Former President Barack Obama recently tweeted that the day of a school shooting was the worst day of his presidency. Well, it certainly shouldn’t have been a good day, but, seriously, what the filibuster? Was it a bad day because children were killed and he didn’t order their killing?
It’s bad enough having a drone murder program, but do we also have to go along with the pretense that it doesn’t exist, or the pretense that it’s been stopped? Until this week, the U.S. government was hiding this data for much of 2020 and 2021 on Afghanistan, Iraq, and Syria, leading some to imagine that drone strikes had stopped. Now that the data is available, we see a decrease but still massive bombings.
Drone wars are not what we’re told. Most missiles sent from drones have been part of wider wars, in places like Afghanistan. In other cases, numerous drone strikes have helped to create new wider wars, in places like Yemen. Most of the people targeted have neither been properly chosen (whatever that could mean) nor accidentally mistargeted, but rather not identified at all. See the Drone Papers: “During one five-month period of the operation, according to the documents, nearly 90 percent of the people killed in airstrikes were not the intended targets.” See Daniel Hale’s statement in court: “In some cases, as many as 9 out of 10 individuals killed are not identifible [sic].”
The slaughter has increased, rather than decreased or eliminated, anti-U.S. terrorism. Numerous top U.S. officials, usually just after retiring, have said that killer drones are creating more enemies than they kill.
The New York Times‘s articles about a drone strike in Kabul in August (that killed 10 people including seven children while the world’s media were focused on Afghanistan, making it a big story) and then about a 2019 bombing in Syria were presented, as usual, as aberrations. Now the Pentagon is again exercising the privilege to “investigate” itself. The Ahmadi family members killed in Kabul are an example of what’s gone on for years, not an aberration.
Anyone who has paid attention to decades of reporting, including on counts of missiles and bodies, should know that such coverage was misleading. See Brown University, Airwars, this analysis by Nicolas Davies, and this new article by Norman Solomon. In fact, the Times followed up with a report on the pattern in Syria, and then with a broader report on the U.S. military’s practice of understating the number of people it has killed.
While many missiles are not sent from drones, many are, and the existence of the drones makes reckless killing easier to market to the U.S. public. Myths generated with Hollywood’s help suggest that drones are crime-prevention, rather than crime-commission, devices. Fantasies about identifying targets, having no possible way to arrest them, and knowing that they are going to commit mass-murder within minutes if not blown to bits are openly admitted to be fantasies by their creators.

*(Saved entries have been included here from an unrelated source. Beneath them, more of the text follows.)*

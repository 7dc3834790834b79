//! Type definitions for Quarry.
//!
//! Identifiers shared by the execution crates.

mod ids;

pub use ids::{ContextId, JobId, NodeId, ShardId};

Some in the U.S. military would like to begin using drones that launch missiles without any human involvement, but in both moral and propaganda terms we’re already there: the orders to fire are mindlessly obeyed (here’s a video of former drone “pilot” Brandon Bryant recounting having killed a child), and when the military is compelled to “investigate” itself, as with the strike on Kabul, it concludes that no human being is to blame. The Pentagon made false claims about the Kabul strike — even calling it “righteous” — until after the New York Times report, then “investigated” itself and found everyone involved blameless. We’re so far removed from transparent self-governance, that the possibility of making the drone videos public and allowing us to do our own “investigations” of them isn’t even raised.
Thus far, 113,000 people have signed this petition:
“We, the undersigned organizations and individuals, urge
- the United Nations Secretary General to investigate the concerns of Navi Pillay, the U.N.’s top human rights official, that drone attacks violate international law — and to ultimately pursue sanctions against nations using, possessing, or manufacturing weaponized drones;
- the Prosecutor of the International Criminal Court to investigate grounds for the criminal prosecution of those responsible for drone attacks;
- the U.S. Secretary of State, and the ambassadors to the United States from the nations of the world, to support a treaty forbidding the possession or use of weaponized drones;
- President Joe Biden to abandon the use of weaponized drones, and to abandon the ‘kill list’ program regardless of the technology employed;
- the Majority and Minority Leaders of the U.S. House and Senate, to ban the use or sale of weaponized drones;
- the governments of each of our nations around the world, to ban the use or sale of weaponized drones.”